(RECORDS FOR PROCESSING begins)

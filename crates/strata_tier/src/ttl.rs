// Copyright (c) Microsoft Corporation.
// Licensed under the MIT License.

//! Lifetimes of cache entries.
//!
//! A caller expresses how long an entry should live with a [`Ttl`]. Each backend
//! owns a [`Lifetime`] that resolves the request against its default lifetime and
//! the current time, producing the [`Expiry`] that is stored next to the value.

use std::time::{Duration, SystemTime, UNIX_EPOCH};

use serde::{Deserialize, Deserializer, Serialize, Serializer};

/// How long a written entry should live.
#[derive(Debug, Clone, Copy, PartialEq, Eq, Hash, Default)]
pub enum Ttl {
    /// Use the backend's configured default lifetime.
    #[default]
    Default,
    /// Keep the entry until it is deleted or the cache is cleared.
    Never,
    /// Expire the entry once this much time has passed.
    ///
    /// A zero duration turns the write into a delete.
    After(Duration),
}

impl From<Duration> for Ttl {
    fn from(duration: Duration) -> Self {
        Self::After(duration)
    }
}

impl From<Option<Duration>> for Ttl {
    fn from(duration: Option<Duration>) -> Self {
        duration.map_or(Self::Default, Self::After)
    }
}

/// The point in time after which a stored entry is no longer visible.
///
/// Persisted as epoch milliseconds, with `null` standing for [`Expiry::Never`].
#[derive(Debug, Clone, Copy, PartialEq, Eq, Hash)]
pub enum Expiry {
    /// The entry never expires.
    Never,
    /// The entry expires at this instant.
    At(SystemTime),
}

impl Expiry {
    /// Returns `true` when an entry with this expiry must not be served at `now`.
    ///
    /// An entry is expired from its expiry instant onwards; every backend applies
    /// this same rule on reads, presence checks and pruning. Pruning has to drop
    /// entries whose expiry equals `now`, so reads treat that instant as expired
    /// too, otherwise a prune could remove an entry a read would still serve.
    #[must_use]
    pub fn is_expired(&self, now: SystemTime) -> bool {
        match self {
            Self::Never => false,
            Self::At(at) => *at <= now,
        }
    }

    /// Returns the expiry as milliseconds since the Unix epoch, or `None` for [`Expiry::Never`].
    #[must_use]
    pub fn to_epoch_millis(&self) -> Option<u64> {
        match self {
            Self::Never => None,
            Self::At(at) => {
                let millis = at.duration_since(UNIX_EPOCH).map_or(0, |d| d.as_millis());
                Some(u64::try_from(millis).unwrap_or(u64::MAX))
            }
        }
    }

    /// Creates an expiry from milliseconds since the Unix epoch, `None` meaning never.
    #[must_use]
    pub fn from_epoch_millis(millis: Option<u64>) -> Self {
        match millis {
            None => Self::Never,
            Some(millis) => Self::At(UNIX_EPOCH + Duration::from_millis(millis)),
        }
    }
}

impl Serialize for Expiry {
    fn serialize<S: Serializer>(&self, serializer: S) -> Result<S::Ok, S::Error> {
        self.to_epoch_millis().serialize(serializer)
    }
}

impl<'de> Deserialize<'de> for Expiry {
    fn deserialize<D: Deserializer<'de>>(deserializer: D) -> Result<Self, D::Error> {
        Option::<u64>::deserialize(deserializer).map(Self::from_epoch_millis)
    }
}

/// Resolves requested [`Ttl`]s into stored [`Expiry`] values.
///
/// A default lifetime of `None` or zero means entries written with
/// [`Ttl::Default`] never expire.
#[derive(Debug, Clone, Copy, PartialEq, Eq, Default)]
pub struct Lifetime {
    default: Option<Duration>,
}

impl Lifetime {
    /// Creates a lifetime policy with the given default lifetime.
    #[must_use]
    pub fn new(default: Option<Duration>) -> Self {
        Self {
            default: default.filter(|d| !d.is_zero()),
        }
    }

    /// Returns the default lifetime, `None` meaning entries never expire.
    #[must_use]
    pub fn default_lifetime(&self) -> Option<Duration> {
        self.default
    }

    /// Resolves `ttl` at `now`.
    ///
    /// Returns `None` when the write must be treated as a delete.
    #[must_use]
    pub fn resolve(&self, ttl: Ttl, now: SystemTime) -> Option<Expiry> {
        match ttl {
            Ttl::Never => Some(Expiry::Never),
            Ttl::Default => Some(self.default.map_or(Expiry::Never, |d| expires_after(now, d))),
            Ttl::After(d) if d.is_zero() => None,
            Ttl::After(d) => Some(expires_after(now, d)),
        }
    }
}

fn expires_after(now: SystemTime, duration: Duration) -> Expiry {
    now.checked_add(duration).map_or(Expiry::Never, Expiry::At)
}

#[cfg(test)]
mod tests {
    use super::*;

    const NOW: Duration = Duration::from_secs(1_000);

    fn now() -> SystemTime {
        UNIX_EPOCH + NOW
    }

    #[test]
    fn default_ttl_uses_default_lifetime() {
        let lifetime = Lifetime::new(Some(Duration::from_secs(5)));
        assert_eq!(
            lifetime.resolve(Ttl::Default, now()),
            Some(Expiry::At(now() + Duration::from_secs(5)))
        );
    }

    #[test]
    fn zero_default_lifetime_never_expires() {
        let lifetime = Lifetime::new(Some(Duration::ZERO));
        assert_eq!(lifetime.default_lifetime(), None);
        assert_eq!(lifetime.resolve(Ttl::Default, now()), Some(Expiry::Never));
    }

    #[test]
    fn zero_ttl_resolves_to_delete() {
        let lifetime = Lifetime::default();
        assert_eq!(lifetime.resolve(Ttl::After(Duration::ZERO), now()), None);
    }

    #[test]
    fn never_ttl_ignores_default_lifetime() {
        let lifetime = Lifetime::new(Some(Duration::from_secs(1)));
        assert_eq!(lifetime.resolve(Ttl::Never, now()), Some(Expiry::Never));
    }

    #[test]
    fn expiry_boundary_is_inclusive() {
        let expiry = Expiry::At(now());
        assert!(expiry.is_expired(now()));
        assert!(!expiry.is_expired(now() - Duration::from_millis(1)));
        assert!(!Expiry::Never.is_expired(now()));
    }

    #[test]
    fn expiry_serializes_as_epoch_millis_or_null() {
        let at = Expiry::At(UNIX_EPOCH + Duration::from_millis(1_500));
        assert_eq!(serde_json::to_string(&at).unwrap(), "1500");
        assert_eq!(serde_json::to_string(&Expiry::Never).unwrap(), "null");

        let parsed: Expiry = serde_json::from_str("1500").unwrap();
        assert_eq!(parsed, at);
        let parsed: Expiry = serde_json::from_str("null").unwrap();
        assert_eq!(parsed, Expiry::Never);
    }

    #[test]
    fn ttl_conversions() {
        assert_eq!(Ttl::from(Duration::from_secs(3)), Ttl::After(Duration::from_secs(3)));
        assert_eq!(Ttl::from(None), Ttl::Default);
        assert_eq!(Ttl::default(), Ttl::Default);
    }
}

(RECORDS FOR PROCESSING ends)

Copy out, from the data above, each line where the string "this" is present.

RESPONSE TO THE TASK:
    /// Expire the entry once this much time has passed.
    /// The entry expires at this instant.
    /// Returns `true` when an entry with this expiry must not be served at `now`.
    /// this same rule on reads, presence checks and pruning. Pruning has to drop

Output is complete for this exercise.